Sorry also forgot: years ago when given androgel it spiked my psa from .6 to like 2.3 and freaked me out! The MD at the time wasn’t fazed by this but again I freaked out and d/c’d the stuff and in 3 weeks the psa was back down to .6

A new urologist I went to advised me that this can happen when the body has insufficient testosterone levels and all of the sudden get’s a fast jolt of the stuff, and that in time it might have went down.
But it was enough to shy me away from trt even though I felt great.
What say you?

Last time I heard, “bioidentical” is made from yams, but is known to work quite well for some.
As far as PSA goes, there was no long term damage done according to your numbers.

In two and a half years of TRT, my PSA has risen 0.5, and that was when my E2 was high too. My point is; if E2 is kept in check, your PSA shouldn’t go out of control.

Testoserone is testosterone.

There is only one testosterone, the other types have different names and structures.

T and E2 are made from yams as a starting point, which begins with DHEA and other steps.

If TRT makes you fat, you are not controlling your estrogen levels.

Yes, estrogen is a bigger cause of BHP than T or DHT. Again, control your estrogen.

Transdermals, if they work, create more E2 and DHT than injected T.

Testosterone [cypionate, ethanate etc] are all esterized testosterone, not testosterone. That then is soluble on oil. The oil is injected and is slowly absorbed; which is a time release mechanism.

Once the testosterone esters are free of the oil, the ester groups are stripped off of testosterone by a few different processes in blood or tissue. The result is then testosterone; which is bio-identical.

[quote]KSman wrote:
Testoserone is testosterone.

There is only one testosterone, the other types have different names and structures.

T and E2 are made from yams as a starting point, which begins with DHEA and other steps.

If TRT makes you fat, you are not controlling your estrogen levels.

Yes, estrogen is a bigger cause of BHP than T or DHT. Again, control your estrogen.

Transdermals, if they work, create more E2 and DHT than injected T.

Testosterone [cypionate, ethanate etc] are all esterized testosterone, not testosterone. That then is soluble on oil. The oil is injected and is slowly absorbed; which is a time release mechanism.

Once the testosterone esters are free of the oil, the ester groups are stripped off of testosterone by a few different processes in blood or tissue. The result is then testosterone; which is bio-identical.[/quote]

KSman,

I am asking because I know the doc will want me to come back in 6-12 weeks for re-testing and for one don’t want to go thru the drama of an elevated PSA, plus the injections for me seem so much easier than compounding formulas and so forth, and pharmaceutically-wise I now I’ll be getting good quality control dose for dose with injectables.

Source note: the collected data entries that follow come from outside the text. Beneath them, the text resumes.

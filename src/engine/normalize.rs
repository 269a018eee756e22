//! Tree normalization.
//!
//! The raw tree carries a transient wrapper node for every named-grammar and
//! literal invocation. This pass, run once after evaluation, shapes it into
//! the tree handed to the walker:
//!
//! ```text
//! raw                                 normalized
//! ASSIGNMENT                          ASSIGNMENT
//! ├─ VARIABLE                         ├─ VARIABLE
//! ├─ LITERAL  (transient, literal)    ├─ TERMINAL "="
//! └─ EXPRESSION_TAIL (transient)      ├─ OPERATOR
//!    ├─ OPERATOR                      └─ TERM
//!    └─ TERM
//! ```
//!
//! Literal wrappers are renamed in place to `TERMINAL` and kept as leaves.
//! Every other transient child is replaced, in its parent's child list, by its
//! own children (reparented) and its literal is appended to the parent's.
//! A node is rescanned until no direct child is transient before the pass
//! descends into it, so one run leaves no transient node anywhere and a second
//! run changes nothing.

use super::debug_enabled;
use super::node::{NodeFlags, NodeId, ParseTree};
use crate::TERMINAL;

/// What a normalization pass changed.
#[derive(Debug, Clone, Copy, Default, PartialEq, Eq)]
pub struct NormalizeStats {
    /// Wrapper nodes removed from the tree.
    pub spliced: usize,
    /// Literal wrappers renamed to `TERMINAL`.
    pub terminals: usize,
}

impl ParseTree {
    /// Collapse transient wrapper nodes in place, top-down from the root.
    pub fn normalize(&mut self) -> NormalizeStats {
        let mut stats = NormalizeStats::default();
        let mut stack = vec![self.root()];

        while let Some(id) = stack.pop() {
            let mut pos = 0;
            while let Some(&child) = self[id].children.get(pos) {
                if !self[child].is_transient() {
                    pos += 1;
                } else if self[child].flags.contains(NodeFlags::LITERAL) {
                    self.rename_terminal(child);
                    stats.terminals += 1;
                    pos += 1;
                } else {
                    self.splice(id, pos);
                    stats.spliced += 1;
                }
            }
            stack.extend(self[id].children.iter().rev().copied());
        }

        if debug_enabled() {
            eprintln!("[normalize] spliced={} terminals={}", stats.spliced, stats.terminals);
        }
        stats
    }

    fn rename_terminal(&mut self, id: NodeId) {
        let data = &mut self[id];
        data.name = TERMINAL;
        data.flags.remove(NodeFlags::TRANSIENT);
    }

    /// Replace the child at `pos` of `parent` with that child's children.
    fn splice(&mut self, parent: NodeId, pos: usize) {
        let wrapper = self[parent].children[pos];
        let grandchildren = std::mem::take(&mut self[wrapper].children);
        for &id in &grandchildren {
            self[id].parent = Some(parent);
        }
        if let Some(literal) = self[wrapper].literal.take() {
            self[parent].literal.get_or_insert_with(String::new).push_str(&literal);
        }
        self[wrapper].parent = None;
        self[parent].children.splice(pos..=pos, grandchildren);
    }

    /// Whether any node reachable from the root is still transient.
    pub fn has_transient(&self) -> bool {
        self.descendants(self.root()).into_iter().any(|id| self[id].is_transient())
    }
}

#[cfg(test)]
mod tests {
    use super::*;
    use crate::engine::node::NodeData;

    fn node(name: &'static str, flags: NodeFlags) -> NodeData {
        NodeData::new(name, None, 0, None, flags, None)
    }

    fn attach(tree: &mut ParseTree, parent: NodeId, data: NodeData) -> NodeId {
        let id = tree.alloc(data);
        tree[id].parent = Some(parent);
        tree[parent].children.push(id);
        id
    }

    fn names(tree: &ParseTree, id: NodeId) -> Vec<&'static str> {
        tree[id].children.iter().map(|&c| tree[c].name).collect()
    }

    #[test]
    fn nested_wrappers_collapse_into_their_parent() {
        let mut tree = ParseTree::new(node("ROOT", NodeFlags::MATCHED));
        let root = tree.root();
        let outer = attach(&mut tree, root, node("OUTER", NodeFlags::TRANSIENT));
        let inner = attach(&mut tree, outer, node("INNER", NodeFlags::TRANSIENT));
        attach(&mut tree, inner, node("A", NodeFlags::MATCHED));
        attach(&mut tree, outer, node("B", NodeFlags::MATCHED));
        attach(&mut tree, root, node("C", NodeFlags::MATCHED));

        let stats = tree.normalize();

        assert_eq!(names(&tree, root), vec!["A", "B", "C"]);
        assert_eq!(stats, NormalizeStats { spliced: 2, terminals: 0 });
        for &child in tree[root].children() {
            assert_eq!(tree[child].parent(), Some(root));
        }
    }

    #[test]
    fn literal_wrappers_become_terminals() {
        let mut tree = ParseTree::new(node("ROOT", NodeFlags::MATCHED));
        let root = tree.root();
        let wrapper = attach(&mut tree, root, node("WRAP", NodeFlags::TRANSIENT));
        let literal = attach(&mut tree, wrapper, node(crate::LITERAL, NodeFlags::TRANSIENT | NodeFlags::LITERAL));
        tree[literal].literal = Some("=".to_string());

        tree.normalize();

        assert_eq!(names(&tree, root), vec![TERMINAL]);
        assert!(!tree[literal].is_transient());
        assert_eq!(tree.value(root), "=");
    }

    #[test]
    fn spliced_literal_moves_to_the_parent() {
        let mut tree = ParseTree::new(node("ROOT", NodeFlags::MATCHED));
        let root = tree.root();
        let wrapper = attach(&mut tree, root, node("NUMBER_WRAP", NodeFlags::TRANSIENT));
        tree[wrapper].literal = Some("42".to_string());

        tree.normalize();

        assert!(tree[root].children().is_empty());
        assert_eq!(tree[root].literal(), Some("42"));
    }

    #[test]
    fn second_pass_changes_nothing() {
        let mut tree = ParseTree::new(node("ROOT", NodeFlags::MATCHED));
        let root = tree.root();
        let wrapper = attach(&mut tree, root, node("WRAP", NodeFlags::TRANSIENT));
        let keep = attach(&mut tree, wrapper, node("KEEP", NodeFlags::MATCHED));
        attach(&mut tree, keep, node("DEEP", NodeFlags::TRANSIENT));

        tree.normalize();
        assert!(!tree.has_transient());

        let before = names(&tree, root);
        assert_eq!(tree.normalize(), NormalizeStats::default());
        assert_eq!(names(&tree, root), before);
    }
}
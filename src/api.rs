use crate::engine;
use crate::{ExpectedSet, NodeId, NodeRef, ParseTree, Position, Result, RunMetrics, Script, SyntaxError, Walker};

/// Default recursion limit for [`Options::max_depth`].
pub const DEFAULT_MAX_DEPTH: usize = 256;

/// Options that affect evaluation and tree shaping.
#[derive(Debug, Clone, PartialEq, Eq)]
pub struct Options {
    /// Maximum rule nesting before evaluation stops with
    /// [`crate::Error::GrammarTooDeep`].
    pub max_depth: usize,
    /// Collapse transient wrapper nodes after evaluation.
    pub normalize: bool,
}

impl Default for Options {
    fn default() -> Self {
        Self { max_depth: DEFAULT_MAX_DEPTH, normalize: true }
    }
}

/// Result from [`parse`] and [`parse_with`].
#[derive(Debug, Clone)]
pub struct ParseResult {
    /// The parse tree, normalized unless [`Options::normalize`] was off.
    pub tree: ParseTree,
    /// Root validity: the root and every descendant matched.
    pub valid: bool,
    /// Diagnostics aggregated over the raw tree.
    pub expected: ExpectedSet,
    /// Counters and timings for the run.
    pub metrics: RunMetrics,
    /// Position of the furthest cursor reached.
    pub(crate) end: Position,
}

impl ParseResult {
    pub fn root(&self) -> NodeRef<'_> {
        self.tree.root_node()
    }

    /// The lexeme the root consumed.
    pub fn value(&self) -> String {
        self.tree.value(self.tree.root())
    }

    /// Position of the furthest cursor reached.
    pub fn end(&self) -> Position {
        self.end
    }

    /// The human-readable failure for an invalid root, built from the
    /// furthest expected position. A failure that left no diagnostics is
    /// reported where matching stopped, with an empty expected list.
    pub fn syntax_error(&self) -> Option<SyntaxError> {
        if self.valid {
            return None;
        }
        let fallback = || SyntaxError { line: self.end.line, column: self.end.column, expected: Vec::new() };
        Some(self.expected.to_syntax_error().unwrap_or_else(fallback))
    }

    /// Hand the tree to a [`Walker`] for `language`.
    pub fn into_walker(self, language: &'static str) -> Walker {
        Walker::new(self.tree, language)
    }

    /// Every reachable node in depth-first order.
    pub fn nodes(&self) -> Vec<NodeId> {
        self.tree.descendants(self.tree.root())
    }
}

/// Run `rule` over `script` with default [`Options`].
///
/// # Example
/// ```
/// use rulewalk::{parse, rules::demo};
///
/// let script = demo::language().script("$x = 1 + 2;");
/// let out = parse(&script, "SCRIPT").unwrap();
/// assert!(out.valid);
/// assert_eq!(out.value(), "$x = 1 + 2;");
/// ```
pub fn parse(script: &Script, rule: &'static str) -> Result<ParseResult> {
    parse_with(script, rule, &Options::default())
}

/// Run `rule` over `script` with the provided `options`.
pub fn parse_with(script: &Script, rule: &'static str, options: &Options) -> Result<ParseResult> {
    engine::Parser::new(script).with_options(options.clone()).run(rule)
}
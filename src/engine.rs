//! Grammar execution engine.
//!
//! The engine is split into focused submodules under `src/engine/`, re-exported
//! here so callers can use flat paths such as `crate::engine::Parser` and
//! `crate::engine::Walker`.
//!
//! ## How the parts work together
//!
//! ```text
//! overrides ─┐
//! primitives ┼─ RuleTable::new                  (registry.rs)
//! language  ─┘        │
//!                     v
//! source ───────── Script                       (script.rs)
//!                     │
//!                     v
//!            Parser::evaluate                   (parser.rs)
//!              - root node, recursion guard
//!              - Matcher: sequence / alternation / reference   (matcher.rs)
//!              - ExpectedSet per node                          (expected.rs)
//!                     │
//!                     v
//!            raw ParseTree (arena)              (node.rs)
//!                     │  ParseTree::normalize   (normalize.rs)
//!                     v
//!            Walker ── Compiler::trigger        (walker.rs)
//! ```
//!
//! ## Responsibilities by module
//!
//! - `registry.rs`: rule tiers (`RuleSet`) and their merged, precedence-ordered
//!   lookup table (`RuleTable`).
//! - `script.rs`: source text with byte access and line/character positions.
//! - `node.rs`: the node arena, flags and the read-only `NodeRef` view.
//! - `matcher.rs`: node evaluation and every combinator rule authors use.
//! - `expected.rs`: positional "expected one of" diagnostics.
//! - `normalize.rs`: removal of transient wrapper nodes.
//! - `walker.rs`: post-order traversal driving the external compiler.
//! - `parser.rs`: the façade tying a run together.
//! - `metrics.rs`: counters and timings for a run.
//!
//! ## Debugging
//!
//! Set `RULEWALK_DEBUG=1` to print evaluation, alternation and traversal traces.

#[path = "engine/expected.rs"]
mod expected;
#[path = "engine/matcher.rs"]
mod matcher;
#[path = "engine/metrics.rs"]
mod metrics;
#[path = "engine/node.rs"]
mod node;
#[path = "engine/normalize.rs"]
mod normalize;
#[path = "engine/parser.rs"]
mod parser;
#[path = "engine/registry.rs"]
mod registry;
#[path = "engine/script.rs"]
mod script;
#[path = "engine/walker.rs"]
mod walker;

use once_cell::sync::Lazy;

pub use expected::{ExpectedSet, SyntaxError};
pub use matcher::{Matcher, alternation, literal, many, named_grammar, optional, reference, sequence};
pub use metrics::RunMetrics;
pub use node::{NodeData, NodeFlags, NodeId, NodeRef, ParseTree};
pub use normalize::NormalizeStats;
pub use parser::{Evaluation, Parser};
pub use registry::{RuleEntry, RuleSet, RuleTable, Tier};
pub use script::{Position, Script};
pub use walker::{Compiler, Walker};

static DEBUG: Lazy<bool> = Lazy::new(|| std::env::var_os("RULEWALK_DEBUG").is_some());

/// Whether trace output was requested through `RULEWALK_DEBUG`.
pub(crate) fn debug_enabled() -> bool {
    *DEBUG
}
//! Parse tree storage.
//!
//! Nodes live in a single arena owned by the `ParseTree`. Child lists are
//! ordered vectors of `NodeId`s (the only ownership edges); `parent` is a plain
//! index back into the same arena, so there are no reference cycles.
//!
//! Nodes created for a failed alternative stay allocated but become
//! unreachable from the root; every query here walks from a given node
//! downwards, so unreachable nodes never affect results.
//!
//! All subtree queries use an explicit stack: grammar nesting (and therefore
//! tree depth) is bounded only by the recursion guard, not by the native stack.

use super::expected::ExpectedSet;
use crate::{BLANK, Grammar};
use la_arena::{Arena, Idx};
use std::ops::{Index, IndexMut, Range};

pub type NodeId = Idx<NodeData>;

bitflags::bitflags! {
    /// Per-node state bits.
    #[derive(Debug, Clone, Copy, PartialEq, Eq, Hash)]
    pub struct NodeFlags: u8 {
        /// The node's own grammar reported a match.
        const MATCHED   = 1 << 0;
        /// Wrapper created by a named grammar or literal; removed by normalization.
        const TRANSIENT = 1 << 1;
        /// Literal wrapper; renamed to `TERMINAL` instead of being spliced away.
        const LITERAL   = 1 << 2;
        /// Already handed to the compiler by the walker.
        const CONSUMED  = 1 << 3;
    }
}

/// One attempt to match a named production at a position.
#[derive(Clone)]
pub struct NodeData {
    pub(crate) name: &'static str,
    pub(crate) parent: Option<NodeId>,
    pub(crate) start: usize,
    /// Cursor; advances only while this node's grammar matches.
    pub(crate) point: usize,
    pub(crate) children: Vec<NodeId>,
    /// `None` when the name resolved in no registry tier.
    pub(crate) grammar: Option<Grammar>,
    pub(crate) literal: Option<String>,
    pub(crate) syntax: Option<&'static str>,
    pub(crate) flags: NodeFlags,
    pub(crate) expected: ExpectedSet,
    pub(crate) consumed_children: usize,
}

impl NodeData {
    pub(crate) fn new(
        name: &'static str,
        parent: Option<NodeId>,
        start: usize,
        grammar: Option<Grammar>,
        flags: NodeFlags,
        syntax: Option<&'static str>,
    ) -> Self {
        Self {
            name,
            parent,
            start,
            point: start,
            children: Vec::new(),
            grammar,
            literal: None,
            syntax,
            flags,
            expected: ExpectedSet::default(),
            consumed_children: 0,
        }
    }

    pub fn name(&self) -> &'static str {
        self.name
    }

    pub fn parent(&self) -> Option<NodeId> {
        self.parent
    }

    pub fn children(&self) -> &[NodeId] {
        &self.children
    }

    pub fn start(&self) -> usize {
        self.start
    }

    pub fn point(&self) -> usize {
        self.point
    }

    pub fn literal(&self) -> Option<&str> {
        self.literal.as_deref()
    }

    /// Syntax description attached by a named grammar or literal.
    pub fn syntax(&self) -> Option<&'static str> {
        self.syntax
    }

    pub fn flags(&self) -> NodeFlags {
        self.flags
    }

    pub fn is_transient(&self) -> bool {
        self.flags.contains(NodeFlags::TRANSIENT)
    }

    pub fn is_consumed(&self) -> bool {
        self.flags.contains(NodeFlags::CONSUMED)
    }

    pub fn consumed_children(&self) -> usize {
        self.consumed_children
    }

    /// Diagnostics recorded directly on this node (children excluded).
    pub fn own_expected(&self) -> &ExpectedSet {
        &self.expected
    }
}

impl std::fmt::Debug for NodeData {
    fn fmt(&self, f: &mut std::fmt::Formatter<'_>) -> std::fmt::Result {
        f.debug_struct("NodeData")
            .field("name", &self.name)
            .field("span", &(self.start..self.point))
            .field("children", &self.children.len())
            .field("grammar", &self.grammar.map(|_| "<function>"))
            .field("literal", &self.literal)
            .field("flags", &self.flags)
            .finish()
    }
}

/// Arena-backed parse tree.
#[derive(Debug, Clone)]
pub struct ParseTree {
    nodes: Arena<NodeData>,
    root: NodeId,
}

impl ParseTree {
    pub(crate) fn new(root: NodeData) -> Self {
        let mut nodes = Arena::new();
        let root = nodes.alloc(root);
        Self { nodes, root }
    }

    pub(crate) fn alloc(&mut self, data: NodeData) -> NodeId {
        self.nodes.alloc(data)
    }

    pub fn root(&self) -> NodeId {
        self.root
    }

    pub fn node(&self, id: NodeId) -> NodeRef<'_> {
        NodeRef { tree: self, id }
    }

    pub fn root_node(&self) -> NodeRef<'_> {
        self.node(self.root)
    }

    /// Number of nodes ever allocated, including discarded attempts.
    pub fn allocated(&self) -> usize {
        self.nodes.len()
    }

    /// `id` followed by all of its descendants, depth-first, left to right.
    pub fn descendants(&self, id: NodeId) -> Vec<NodeId> {
        let mut out = Vec::new();
        let mut stack = vec![id];
        while let Some(next) = stack.pop() {
            out.push(next);
            stack.extend(self[next].children.iter().rev().copied());
        }
        out
    }

    /// A node is valid when its own match succeeded and every descendant is valid.
    pub fn is_valid(&self, id: NodeId) -> bool {
        self.descendants(id).into_iter().all(|n| self[n].flags.contains(NodeFlags::MATCHED))
    }

    /// Own literal followed by each child's value, in order.
    pub fn value(&self, id: NodeId) -> String {
        let mut value = String::new();
        for n in self.descendants(id) {
            if let Some(literal) = &self[n].literal {
                value.push_str(literal);
            }
        }
        value
    }

    /// Furthest cursor position reached in the subtree.
    pub fn end(&self, id: NodeId) -> usize {
        self.descendants(id).into_iter().map(|n| self[n].point).max().unwrap_or(self[id].point)
    }

    /// Count of non-empty matched nodes in the subtree: every node weighs 1
    /// except the `BLANK` sentinel.
    pub fn weight(&self, id: NodeId) -> usize {
        self.descendants(id).into_iter().filter(|&n| self[n].name != BLANK).count()
    }

    /// Diagnostics of the whole subtree, merged.
    pub fn expected(&self, id: NodeId) -> ExpectedSet {
        let mut expected = ExpectedSet::default();
        for n in self.descendants(id) {
            expected.merge(&self[n].expected);
        }
        expected
    }

    /// First descendant of `id` named `name`, depth-first.
    pub fn find_child(&self, id: NodeId, name: &str) -> Option<NodeId> {
        self.descendants(id).into_iter().skip(1).find(|&n| self[n].name == name)
    }

    /// Nearest strict ancestor of `id` named `name`.
    pub fn find_ancestor(&self, id: NodeId, name: &str) -> Option<NodeId> {
        let mut cursor = self[id].parent;
        while let Some(parent) = cursor {
            if self[parent].name == name {
                return Some(parent);
            }
            cursor = self[parent].parent;
        }
        None
    }
}

impl Index<NodeId> for ParseTree {
    type Output = NodeData;

    fn index(&self, id: NodeId) -> &NodeData {
        &self.nodes[id]
    }
}

impl IndexMut<NodeId> for ParseTree {
    fn index_mut(&mut self, id: NodeId) -> &mut NodeData {
        &mut self.nodes[id]
    }
}

/// Read-only view of one node with tree navigation.
#[derive(Clone, Copy)]
pub struct NodeRef<'t> {
    tree: &'t ParseTree,
    id: NodeId,
}

impl<'t> NodeRef<'t> {
    pub fn id(&self) -> NodeId {
        self.id
    }

    pub fn data(&self) -> &'t NodeData {
        &self.tree[self.id]
    }

    pub fn name(&self) -> &'static str {
        self.data().name
    }

    /// The lexeme this node consumed.
    pub fn value(&self) -> String {
        self.tree.value(self.id)
    }

    pub fn children(&self) -> impl Iterator<Item = NodeRef<'t>> + 't {
        let tree = self.tree;
        self.data().children.iter().map(move |&id| NodeRef { tree, id })
    }

    pub fn child_count(&self) -> usize {
        self.data().children.len()
    }

    pub fn parent(&self) -> Option<NodeRef<'t>> {
        self.data().parent.map(|id| NodeRef { tree: self.tree, id })
    }

    /// First descendant named `name`.
    pub fn child(&self, name: &str) -> Option<NodeRef<'t>> {
        self.tree.find_child(self.id, name).map(|id| NodeRef { tree: self.tree, id })
    }

    /// Nearest ancestor named `name`.
    pub fn ancestor(&self, name: &str) -> Option<NodeRef<'t>> {
        self.tree.find_ancestor(self.id, name).map(|id| NodeRef { tree: self.tree, id })
    }

    pub fn is_valid(&self) -> bool {
        self.tree.is_valid(self.id)
    }

    pub fn start(&self) -> usize {
        self.data().start
    }

    pub fn end(&self) -> usize {
        self.tree.end(self.id)
    }

    pub fn span(&self) -> Range<usize> {
        self.start()..self.end()
    }

    pub fn weight(&self) -> usize {
        self.tree.weight(self.id)
    }

    pub fn expected(&self) -> ExpectedSet {
        self.tree.expected(self.id)
    }
}

impl std::fmt::Debug for NodeRef<'_> {
    fn fmt(&self, f: &mut std::fmt::Formatter<'_>) -> std::fmt::Result {
        f.debug_struct("NodeRef").field("name", &self.name()).field("span", &self.span()).finish()
    }
}
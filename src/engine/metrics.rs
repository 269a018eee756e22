//! Engine run metrics.
//!
//! Counters are cheap and always collected during evaluation; timings are
//! filled in by `Parser::evaluate` and `Parser::run`. The CLI prints them
//! after the tree.

use super::normalize::NormalizeStats;
use std::time::Duration;

// --- Metrics -----------------------------------------------------------------

#[derive(Debug, Default, Clone)]
pub struct RunMetrics {
    /// Total elapsed time for the run.
    pub total: Duration,
    /// Time spent evaluating the root rule.
    pub evaluate: Duration,
    /// Time spent in the normalizer (zero when normalization is disabled).
    pub normalize: Duration,
    /// Nodes allocated, including those of discarded alternatives.
    pub nodes_created: usize,
    /// Grammar functions invoked.
    pub evaluations: usize,
    /// Alternations evaluated.
    pub alternations: usize,
    /// Deepest rule nesting reached.
    pub deepest: usize,
    /// Rule names that resolved in no registry tier, in first-seen order.
    pub unresolved: Vec<&'static str>,
    /// What normalization changed.
    pub normalized: NormalizeStats,
}
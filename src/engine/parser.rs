//! Parser façade.
//!
//! A `Parser` borrows a [`Script`] and runs one root rule over it:
//!
//! ```text
//! evaluate(rule)  root node ── Session::evaluate ──> raw tree + validity
//! run(rule)       evaluate ── expected-set (raw tree) ── normalize ──> ParseResult
//! ```
//!
//! The expected-set is collected before normalization: splicing wrapper nodes
//! away would otherwise drop the diagnostics they recorded.
//!
//! ## Debugging
//!
//! Setting `RULEWALK_DEBUG=1` prints a one-line summary per run in addition to
//! the per-node traces emitted by the matcher.

use super::debug_enabled;
use super::matcher::Session;
use super::metrics::RunMetrics;
use super::node::ParseTree;
use super::script::Script;
use crate::{Options, ParseResult, Result};
use std::time::Instant;

/// Raw outcome of evaluating a root rule: the un-normalized tree.
#[derive(Debug, Clone)]
pub struct Evaluation {
    pub tree: ParseTree,
    /// Root validity (the root and every descendant matched).
    pub valid: bool,
    pub metrics: RunMetrics,
}

/// Runs root rules against a script.
///
/// Usage: `Parser::new(&script).with_options(options).run("SCRIPT")`.
#[derive(Debug, Clone)]
pub struct Parser<'s> {
    script: &'s Script,
    options: Options,
}

impl<'s> Parser<'s> {
    pub fn new(script: &'s Script) -> Self {
        Self { script, options: Options::default() }
    }

    pub fn with_options(mut self, options: Options) -> Self {
        self.options = options;
        self
    }

    pub fn script(&self) -> &'s Script {
        self.script
    }

    pub fn options(&self) -> &Options {
        &self.options
    }

    /// Evaluate `rule` at position 0 and return the raw tree.
    ///
    /// A failed match is not an error; inspect `Evaluation::valid` and the
    /// tree's expected-set. The only error is the recursion guard firing.
    pub fn evaluate(&self, rule: &'static str) -> Result<Evaluation> {
        let start = Instant::now();
        let mut session = Session::new(self.script, rule, self.options.max_depth);
        let root = session.tree.root();
        session.evaluate(root);

        if let Some(fault) = session.fault.take() {
            if debug_enabled() {
                eprintln!("[parse] rule=\"{}\" fault=\"{}\"", rule, fault);
            }
            return Err(fault);
        }

        let tree = session.tree;
        let mut metrics = session.metrics;
        let valid = tree.is_valid(root);
        metrics.evaluate = start.elapsed();
        metrics.total = metrics.evaluate;

        if debug_enabled() {
            eprintln!(
                "[parse] rule=\"{}\" valid={} end={} nodes={} evaluations={} deepest={}",
                rule,
                valid,
                tree.end(root),
                metrics.nodes_created,
                metrics.evaluations,
                metrics.deepest
            );
        }

        Ok(Evaluation { tree, valid, metrics })
    }

    /// Evaluate `rule`, gather diagnostics, and normalize the tree (unless
    /// disabled in [`Options`]).
    pub fn run(&self, rule: &'static str) -> Result<ParseResult> {
        let start = Instant::now();
        let Evaluation { mut tree, valid, mut metrics } = self.evaluate(rule)?;

        let root = tree.root();
        let expected = tree.expected(root);
        let end = self.script.position(tree.end(root));

        if self.options.normalize {
            let normalize_start = Instant::now();
            metrics.normalized = tree.normalize();
            metrics.normalize = normalize_start.elapsed();
        }
        metrics.total = start.elapsed();

        Ok(ParseResult { tree, valid, expected, metrics, end })
    }
}

#[cfg(test)]
mod tests {
    use super::*;
    use crate::{Grammar, Matcher, RuleSet, RuleTable, literal, named_grammar, reference};

    fn root(m: &mut Matcher<'_, '_>) -> bool {
        m.sequence(&[named_grammar("CHOICE", "PAIR | X"), reference("EOF")])
    }

    fn choice(m: &mut Matcher<'_, '_>) -> bool {
        m.alternation(&[reference("PAIR"), reference("X")])
    }

    fn pair(m: &mut Matcher<'_, '_>) -> bool {
        m.sequence(&[literal("a"), literal("b")])
    }

    fn x(m: &mut Matcher<'_, '_>) -> bool {
        m.try_char(b'x')
    }

    fn script(source: &str) -> Script {
        let rules: [(&'static str, Grammar); 4] = [("ROOT", root), ("CHOICE", choice), ("PAIR", pair), ("X", x)];
        let rules: RuleSet = rules.into_iter().collect();
        Script::new(source, RuleTable::new(&RuleSet::new(), crate::rules::primitives::rule_set(), &rules))
    }

    #[test]
    fn run_normalizes_unless_disabled() {
        let script = script("ab");

        let result = Parser::new(&script).run("ROOT").unwrap();
        assert!(result.valid);
        assert!(!result.tree.has_transient());
        assert_eq!(result.metrics.normalized.spliced, 1);
        assert_eq!(result.metrics.normalized.terminals, 2);

        let options = Options { normalize: false, ..Options::default() };
        let raw = Parser::new(&script).with_options(options).run("ROOT").unwrap();
        assert!(raw.tree.has_transient());
        assert_eq!(raw.metrics.normalized, Default::default());
    }

    #[test]
    fn diagnostics_recorded_on_wrappers_survive_normalization() {
        let script = script("ac");
        let result = Parser::new(&script).run("ROOT").unwrap();

        assert!(!result.valid);
        assert!(!result.tree.has_transient());
        assert_eq!(result.expected.at(1, 1), vec!["\"b\""]);
    }

    #[test]
    fn evaluation_counts_work() {
        let script = script("ab");
        let run = Parser::new(&script).evaluate("ROOT").unwrap();

        // ROOT, CHOICE wrapper, PAIR, two literals, X, EOF.
        assert_eq!(run.metrics.nodes_created, 7);
        assert_eq!(run.metrics.evaluations, 7);
        assert_eq!(run.metrics.deepest, 4);
        assert!(run.metrics.unresolved.is_empty());
    }
}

I’m gonna copy this and show it to him, but I know he’s hell bent on biodentical trt. Maybe I can talk him out of it. He is a friend of mine, but still “the doctor knows best” ego may kick in here. The Suzanne Sommer’s Hollywood crowd is advocating this biodentical stuff.

Injected testosterone esters are a time release mechanism for bio-identical testosterone. That is a fact even if its not part of a bio-identical fad. The T for the esters comes from the same plant derived sources and processes that create the T used for bioidenticals.

If you want to control your PSA, you must control E2. That will also increase the benefits of your TRT. You need to maintain your E2 in the lower 20’s [0-54 pg/ml].

Agreed, look for prescription TRT - such as Testim, Androgel or shots - before going with the wellness clinic style stuff.